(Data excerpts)
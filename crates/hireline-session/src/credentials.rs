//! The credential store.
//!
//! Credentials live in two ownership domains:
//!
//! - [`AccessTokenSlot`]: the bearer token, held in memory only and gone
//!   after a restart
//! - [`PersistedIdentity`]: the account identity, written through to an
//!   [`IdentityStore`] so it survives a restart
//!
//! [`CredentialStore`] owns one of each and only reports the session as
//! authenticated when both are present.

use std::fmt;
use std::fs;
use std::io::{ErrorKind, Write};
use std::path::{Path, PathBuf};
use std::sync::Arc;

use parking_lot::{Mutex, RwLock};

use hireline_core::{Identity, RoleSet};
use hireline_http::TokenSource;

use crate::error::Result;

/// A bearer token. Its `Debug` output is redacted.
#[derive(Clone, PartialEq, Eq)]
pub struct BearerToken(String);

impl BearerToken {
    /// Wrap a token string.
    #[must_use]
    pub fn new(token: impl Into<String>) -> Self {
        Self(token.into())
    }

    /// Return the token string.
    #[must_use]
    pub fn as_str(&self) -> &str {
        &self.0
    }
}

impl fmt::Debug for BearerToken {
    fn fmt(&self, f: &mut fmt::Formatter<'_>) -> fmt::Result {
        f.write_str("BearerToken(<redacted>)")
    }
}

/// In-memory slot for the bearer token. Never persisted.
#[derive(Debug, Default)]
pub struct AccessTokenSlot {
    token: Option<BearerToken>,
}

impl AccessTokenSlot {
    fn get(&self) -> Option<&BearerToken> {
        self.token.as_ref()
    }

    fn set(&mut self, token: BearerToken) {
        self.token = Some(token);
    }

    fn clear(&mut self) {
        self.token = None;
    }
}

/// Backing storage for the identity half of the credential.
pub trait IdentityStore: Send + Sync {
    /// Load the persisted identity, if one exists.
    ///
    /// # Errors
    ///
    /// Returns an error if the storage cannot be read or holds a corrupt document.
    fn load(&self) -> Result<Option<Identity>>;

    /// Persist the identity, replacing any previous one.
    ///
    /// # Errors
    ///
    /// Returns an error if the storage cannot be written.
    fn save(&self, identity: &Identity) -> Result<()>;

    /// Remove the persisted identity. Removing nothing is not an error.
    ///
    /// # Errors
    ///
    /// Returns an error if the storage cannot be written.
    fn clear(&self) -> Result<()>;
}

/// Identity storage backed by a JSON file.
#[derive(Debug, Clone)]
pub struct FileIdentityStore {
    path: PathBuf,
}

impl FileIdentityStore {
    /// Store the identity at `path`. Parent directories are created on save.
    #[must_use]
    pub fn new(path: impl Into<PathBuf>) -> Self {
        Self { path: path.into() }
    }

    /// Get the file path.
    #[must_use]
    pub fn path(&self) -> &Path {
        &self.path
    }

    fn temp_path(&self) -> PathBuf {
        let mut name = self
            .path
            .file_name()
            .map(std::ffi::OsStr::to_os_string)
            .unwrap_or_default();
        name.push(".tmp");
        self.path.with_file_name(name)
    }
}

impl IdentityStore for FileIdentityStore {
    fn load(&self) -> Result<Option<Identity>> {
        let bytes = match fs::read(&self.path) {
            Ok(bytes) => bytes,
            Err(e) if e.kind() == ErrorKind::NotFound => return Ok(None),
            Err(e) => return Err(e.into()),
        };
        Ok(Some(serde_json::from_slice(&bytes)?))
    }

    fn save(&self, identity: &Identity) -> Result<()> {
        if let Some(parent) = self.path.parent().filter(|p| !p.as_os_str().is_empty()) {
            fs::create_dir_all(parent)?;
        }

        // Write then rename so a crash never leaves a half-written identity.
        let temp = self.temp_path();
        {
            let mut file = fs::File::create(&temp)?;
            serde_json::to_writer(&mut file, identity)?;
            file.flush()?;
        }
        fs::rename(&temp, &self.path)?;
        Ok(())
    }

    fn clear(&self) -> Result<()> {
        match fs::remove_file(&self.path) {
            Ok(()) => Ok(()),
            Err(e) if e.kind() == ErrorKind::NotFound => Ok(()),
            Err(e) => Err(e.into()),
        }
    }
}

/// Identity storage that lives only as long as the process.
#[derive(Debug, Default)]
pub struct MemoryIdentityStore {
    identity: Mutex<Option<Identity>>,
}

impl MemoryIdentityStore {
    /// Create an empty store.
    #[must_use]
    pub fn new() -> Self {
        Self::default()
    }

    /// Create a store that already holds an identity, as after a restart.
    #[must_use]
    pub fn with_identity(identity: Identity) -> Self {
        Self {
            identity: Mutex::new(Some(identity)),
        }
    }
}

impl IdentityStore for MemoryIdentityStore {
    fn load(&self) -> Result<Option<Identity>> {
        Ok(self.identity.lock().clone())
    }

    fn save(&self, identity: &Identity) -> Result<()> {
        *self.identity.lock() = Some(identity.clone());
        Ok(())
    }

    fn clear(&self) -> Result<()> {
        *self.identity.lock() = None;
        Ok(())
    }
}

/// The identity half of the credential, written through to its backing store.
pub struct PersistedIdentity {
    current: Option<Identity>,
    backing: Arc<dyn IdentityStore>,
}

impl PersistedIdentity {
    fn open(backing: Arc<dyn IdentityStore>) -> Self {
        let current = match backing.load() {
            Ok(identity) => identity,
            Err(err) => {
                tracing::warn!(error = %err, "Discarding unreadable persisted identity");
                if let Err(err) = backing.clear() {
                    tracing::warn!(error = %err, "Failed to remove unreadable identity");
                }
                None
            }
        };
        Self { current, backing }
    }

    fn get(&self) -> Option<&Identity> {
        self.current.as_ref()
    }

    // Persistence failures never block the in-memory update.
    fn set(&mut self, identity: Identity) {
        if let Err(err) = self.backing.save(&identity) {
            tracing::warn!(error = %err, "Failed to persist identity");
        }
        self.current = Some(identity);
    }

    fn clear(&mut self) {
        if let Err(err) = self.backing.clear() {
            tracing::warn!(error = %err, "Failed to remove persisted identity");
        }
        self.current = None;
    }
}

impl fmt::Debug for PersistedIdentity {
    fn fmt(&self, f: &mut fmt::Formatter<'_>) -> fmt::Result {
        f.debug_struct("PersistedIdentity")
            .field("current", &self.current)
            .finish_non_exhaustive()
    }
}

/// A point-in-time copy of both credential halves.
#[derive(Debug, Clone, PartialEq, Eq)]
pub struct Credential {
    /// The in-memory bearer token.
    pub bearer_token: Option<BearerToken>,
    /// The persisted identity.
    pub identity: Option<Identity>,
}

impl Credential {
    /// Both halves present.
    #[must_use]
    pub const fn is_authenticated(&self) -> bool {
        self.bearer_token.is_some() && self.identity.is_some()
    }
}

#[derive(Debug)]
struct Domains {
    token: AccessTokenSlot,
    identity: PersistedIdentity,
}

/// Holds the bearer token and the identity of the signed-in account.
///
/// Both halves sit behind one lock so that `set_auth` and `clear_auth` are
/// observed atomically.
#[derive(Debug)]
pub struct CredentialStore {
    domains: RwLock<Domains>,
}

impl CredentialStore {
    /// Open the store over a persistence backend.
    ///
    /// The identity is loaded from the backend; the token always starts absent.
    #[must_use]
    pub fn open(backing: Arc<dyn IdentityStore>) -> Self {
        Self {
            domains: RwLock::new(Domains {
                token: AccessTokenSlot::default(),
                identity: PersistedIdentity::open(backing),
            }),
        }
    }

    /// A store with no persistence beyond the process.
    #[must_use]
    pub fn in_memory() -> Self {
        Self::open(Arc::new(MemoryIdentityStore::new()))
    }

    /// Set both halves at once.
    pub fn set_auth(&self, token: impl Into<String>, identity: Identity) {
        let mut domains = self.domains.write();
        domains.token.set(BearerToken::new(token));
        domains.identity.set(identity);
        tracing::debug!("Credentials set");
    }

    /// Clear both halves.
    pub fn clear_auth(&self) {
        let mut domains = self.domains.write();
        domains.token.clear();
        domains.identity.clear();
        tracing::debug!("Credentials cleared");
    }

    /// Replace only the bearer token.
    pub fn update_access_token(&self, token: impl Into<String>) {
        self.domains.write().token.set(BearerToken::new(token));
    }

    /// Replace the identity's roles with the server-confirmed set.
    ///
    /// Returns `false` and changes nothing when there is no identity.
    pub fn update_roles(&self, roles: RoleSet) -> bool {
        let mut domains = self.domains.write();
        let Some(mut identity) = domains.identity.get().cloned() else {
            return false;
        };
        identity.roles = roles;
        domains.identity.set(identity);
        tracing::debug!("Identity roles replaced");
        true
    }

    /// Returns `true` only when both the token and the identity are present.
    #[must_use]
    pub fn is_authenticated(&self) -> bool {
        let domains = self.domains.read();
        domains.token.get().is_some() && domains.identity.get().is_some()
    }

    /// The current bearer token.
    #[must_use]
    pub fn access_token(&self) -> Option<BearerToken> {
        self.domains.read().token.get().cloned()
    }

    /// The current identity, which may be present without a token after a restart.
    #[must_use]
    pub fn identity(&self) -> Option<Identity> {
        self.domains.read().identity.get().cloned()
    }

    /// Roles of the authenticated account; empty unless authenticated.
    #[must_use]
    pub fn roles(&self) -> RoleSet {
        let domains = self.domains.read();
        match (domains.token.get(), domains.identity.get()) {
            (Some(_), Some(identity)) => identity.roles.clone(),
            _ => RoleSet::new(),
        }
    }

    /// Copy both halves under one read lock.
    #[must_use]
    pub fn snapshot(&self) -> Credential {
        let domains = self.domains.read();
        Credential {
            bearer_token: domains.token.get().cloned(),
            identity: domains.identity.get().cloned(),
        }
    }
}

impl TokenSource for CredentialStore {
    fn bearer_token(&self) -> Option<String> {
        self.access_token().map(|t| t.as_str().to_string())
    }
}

THE TASK>
Show all lines above holding "PartialEq".

ANSWER>
#[derive(Clone, PartialEq, Eq)]
#[derive(Debug, Clone, PartialEq, Eq)]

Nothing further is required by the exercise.